All entries should be output exactly as they stand.

+-------+

#[tokio::test]
async fn synthesis_judge_failure_is_fatal() {
    let fx = fixture(
        happy_agent_scripts(),
        vec![transport_err()],
        ConsentDecision::Approved,
        100.0,
    );

    let err = fx
        .orchestrator
        .consult(Question::new("Should we adopt OAuth 2.0?"), ConsultOptions::default())
        .await
        .unwrap_err();

    assert!(matches!(err, RunConsultError::SynthesisFailed(_)));
    let partials = fx.store.partials.lock().unwrap();
    assert_eq!(partials.len(), 1);
    let doc: Value = serde_json::from_str(&partials[0]).unwrap();
    assert_eq!(doc["abort_reason"], "error");
}

#[tokio::test]
async fn cross_exam_judge_failure_is_tolerated() {
    let fx = fixture(
        happy_agent_scripts(),
        vec![
            ok(&synthesis_json(0.9)),
            transport_err(), // round 3 judge fails
            ok(&verdict_json()),
        ],
        ConsentDecision::Approved,
        100.0,
    );

    let result = fx
        .orchestrator
        .consult(Question::new("Should we adopt OAuth 2.0?"), ConsultOptions::default())
        .await
        .unwrap();

    assert_eq!(result.status, ConsultStatus::Complete);
    assert_eq!(result.rounds_completed, 4);
    // The cross-exam artifact degraded to empty; concerns stayed empty
    assert!(result.artifacts.round3.as_ref().unwrap().is_empty());
    assert!(result.concerns.is_empty());
    assert_eq!(result.recommendation, "Use OAuth 2.0 with JWT");
}

#[tokio::test]
async fn verdict_extraction_failure_is_fatal() {
    let fx = fixture(
        happy_agent_scripts(),
        vec![
            ok(&synthesis_json(0.9)),
            ok(&cross_exam_judge_json()),
            ok("I cannot decide, sorry."),
        ],
        ConsentDecision::Approved,
        100.0,
    );

    let err = fx
        .orchestrator
        .consult(Question::new("Should we adopt OAuth 2.0?"), ConsultOptions::default())
        .await
        .unwrap_err();

    assert!(matches!(err, RunConsultError::VerdictFailed(_)));
    assert_eq!(fx.store.partials.lock().unwrap().len(), 1);
}

#[tokio::test]
async fn cancellation_before_round_one_writes_partial() {
    let fx = fixture(
        happy_agent_scripts(),
        happy_judge_script(0.9),
        ConsentDecision::Approved,
        100.0,
    );

    let options = ConsultOptions::default();
    options.cancel.cancel();
    let result = fx
        .orchestrator
        .consult(Question::new("Should we adopt OAuth 2.0?"), options)
        .await
        .unwrap();

    assert_eq!(result.abort_reason.as_deref(), Some("user_pulse_cancel"));
    assert_eq!(result.rounds_completed, 0);
    assert_eq!(fx.store.partials.lock().unwrap().len(), 1);
    assert_eq!(fx.judge_provider.calls(), 0);
}

#[tokio::test]
async fn invalid_options_surface_validation_errors() {
    let fx = fixture(
        happy_agent_scripts(),
        happy_judge_script(0.9),
        ConsentDecision::Approved,
        100.0,
    );

    let options = ConsultOptions {
        confidence_threshold: 1.5,
        ..Default::default()
    };
    let err = fx
        .orchestrator
        .consult(Question::new("Should we adopt OAuth 2.0?"), options)
        .await
        .unwrap_err();
    assert!(matches!(
        err,
        RunConsultError::Domain(ConsultError::Validation(_))
    ));

    let options = ConsultOptions {
        max_rounds: 0,
        ..Default::default()
    };
    let err = fx
        .orchestrator
        .consult(Question::new("Should we adopt OAuth 2.0?"), options)
        .await
        .unwrap_err();
    assert!(matches!(
        err,
        RunConsultError::Domain(ConsultError::Validation(_))
    ));
}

+-------+

• Result of the task:
#[tokio::test]
async fn synthesis_judge_failure_is_fatal() {
    let fx = fixture(
        happy_agent_scripts(),
        vec![transport_err()],
        ConsentDecision::Approved,
        100.0,
    );

    let err = fx
        .orchestrator
        .consult(Question::new("Should we adopt OAuth 2.0?"), ConsultOptions::default())
        .await
        .unwrap_err();

    assert!(matches!(err, RunConsultError::SynthesisFailed(_)));
    let partials = fx.store.partials.lock().unwrap();
    assert_eq!(partials.len(), 1);
    let doc: Value = serde_json::from_str(&partials[0]).unwrap();
    assert_eq!(doc["abort_reason"], "error");
}

#[tokio::test]
async fn cross_exam_judge_failure_is_tolerated() {
    let fx = fixture(
        happy_agent_scripts(),
        vec![
            ok(&synthesis_json(0.9)),
            transport_err(), // round 3 judge fails
            ok(&verdict_json()),
        ],
        ConsentDecision::Approved,
        100.0,
    );

    let result = fx
        .orchestrator
        .consult(Question::new("Should we adopt OAuth 2.0?"), ConsultOptions::default())
        .await
        .unwrap();

    assert_eq!(result.status, ConsultStatus::Complete);
    assert_eq!(result.rounds_completed, 4);
    // The cross-exam artifact degraded to empty; concerns stayed empty
    assert!(result.artifacts.round3.as_ref().unwrap().is_empty());
    assert!(result.concerns.is_empty());
    assert_eq!(result.recommendation, "Use OAuth 2.0 with JWT");
}

#[tokio::test]
async fn verdict_extraction_failure_is_fatal() {
    let fx = fixture(
        happy_agent_scripts(),
        vec![
            ok(&synthesis_json(0.9)),
            ok(&cross_exam_judge_json()),
            ok("I cannot decide, sorry."),
        ],
        ConsentDecision::Approved,
        100.0,
    );

    let err = fx
        .orchestrator
        .consult(Question::new("Should we adopt OAuth 2.0?"), ConsultOptions::default())
        .await
        .unwrap_err();

    assert!(matches!(err, RunConsultError::VerdictFailed(_)));
    assert_eq!(fx.store.partials.lock().unwrap().len(), 1);
}

#[tokio::test]
async fn cancellation_before_round_one_writes_partial() {
    let fx = fixture(
        happy_agent_scripts(),
        happy_judge_script(0.9),
        ConsentDecision::Approved,
        100.0,
    );

    let options = ConsultOptions::default();
    options.cancel.cancel();
    let result = fx
        .orchestrator
        .consult(Question::new("Should we adopt OAuth 2.0?"), options)
        .await
        .unwrap();

    assert_eq!(result.abort_reason.as_deref(), Some("user_pulse_cancel"));
    assert_eq!(result.rounds_completed, 0);
    assert_eq!(fx.store.partials.lock().unwrap().len(), 1);
    assert_eq!(fx.judge_provider.calls(), 0);
}

#[tokio::test]
async fn invalid_options_surface_validation_errors() {
    let fx = fixture(
        happy_agent_scripts(),
        happy_judge_script(0.9),
        ConsentDecision::Approved,
        100.0,
    );

    let options = ConsultOptions {
        confidence_threshold: 1.5,
        ..Default::default()
    };
    let err = fx
        .orchestrator
        .consult(Question::new("Should we adopt OAuth 2.0?"), options)
        .await
        .unwrap_err();
    assert!(matches!(
        err,
        RunConsultError::Domain(ConsultError::Validation(_))
    ));

    let options = ConsultOptions {
        max_rounds: 0,
        ..Default::default()
    };
    let err = fx
        .orchestrator
        .consult(Question::new("Should we adopt OAuth 2.0?"), options)
        .await
        .unwrap_err();
    assert!(matches!(
        err,
        RunConsultError::Domain(ConsultError::Validation(_))
    ));
}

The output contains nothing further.